There are 2 best solutions below

2
On

Bayes' Rule is of course just an application of the definition of conditional probability/ density. But if you'd like something to refer to, it is stated for general distributions (i.e., encompassing both "densities" and "mass functions") in the introduction (see p. 7 of 2nd edition) of Bayesian Data Analysis by Gelman, Carlin, Stern, and Rubin.

7
On

As announced in the comment, I'd cite Theorem 1.31 in this book.
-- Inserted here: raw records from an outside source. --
pub mod cart_service;
pub mod checkout_service;
pub mod messaging;
pub mod notifications;
pub mod order_reconciler;
pub mod order_service;
pub mod service_transactions;
pub mod webhook_processor;
use chrono::{Duration, Utc};
use serde::Serialize;
use utoipa::ToSchema;
use uuid::Uuid;

use crate::domain::actor::{Actor, ParticipantRole};
use crate::domain::errors::DomainError;
use crate::domain::message::NewMessage;
use crate::domain::notification::Notification;
use crate::domain::payment::{
    CheckoutLine, CheckoutRequest, CheckoutSession, Completion, PaymentSubject, RefundResult,
    SessionStatus,
};
use crate::domain::ports::{InquiryCreated, ServiceTransactionRepository};
use crate::domain::quote::{Quote, QuoteInput, QuoteStatus};
use crate::domain::service::{
    cancellation_policy, generate_code, refund_rate, refundable_amount, AppliedRefund,
    CancellationPolicy, CustomerRef, GuestAccess, NewInquiry, ServiceAction, ServiceRefundPlan,
    ServiceStatus, ServiceTransaction, StatusChange,
};

use super::checkout_service::CheckoutUrls;
use super::notifications::NotificationDispatcher;

#[derive(Debug, Clone)]
pub struct InquiryRequest {
    pub service_id: Uuid,
    pub message: String,
    pub requested_deadline: Option<chrono::DateTime<Utc>>,
    pub guest_email: Option<String>,
    pub guest_name: Option<String>,
}

#[derive(Debug, Clone, Copy, Serialize, ToSchema)]
pub struct PolicyQuote {
    pub status: ServiceStatus,
    pub policy: CancellationPolicy,
    pub refundable_amount: i64,
}

/// Drives a bespoke-service request from inquiry to completion.
pub struct ServiceTransactionService<R> {
    repo: R,
    dispatcher: NotificationDispatcher,
    guest_token_ttl: Duration,
}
It says:

Suppose that $X$ has a parametric family $\mathcal{P}_0$ of distributions with parameter space $\Omega$. Suppose that $P_\theta\ll \nu$ for all $\theta\in\Omega$, and let $f_{X|\Theta}(x|\theta)$ be the conditional density (with respect to v) of X given $\Theta = \theta$. Let $\mu_\Theta$ be the prior distribution of $\Theta$. Let $\mu_{\Theta|X}(\cdot|x)$ denote the conditional distribution of $\Theta$ given $X = x$. Then $\mu_{\Theta|X}\ll\mu_\Theta$, a.s. with respect to the marginal of $X$, and the Radon-Nikodym derivative is $$ \frac{d\mu_{\Theta|X}}{d\mu_\Theta}(\theta|x)=\frac{f_{X|\Theta}(x|\theta)}{\int_\Omega f_{X|\Theta}(t|\theta)\,d\mu_\Theta(t)} $$ for those $x$ such that the denominator is neither $0$ nor infinite. The prior predictive probability of the set of $x$ values such that the denominator is $0$ or infinite is $0$, hence the posterior can be defined arbitrarily for such $x$ values.

In your cases of interest $\nu$ is the Lebesgue measure.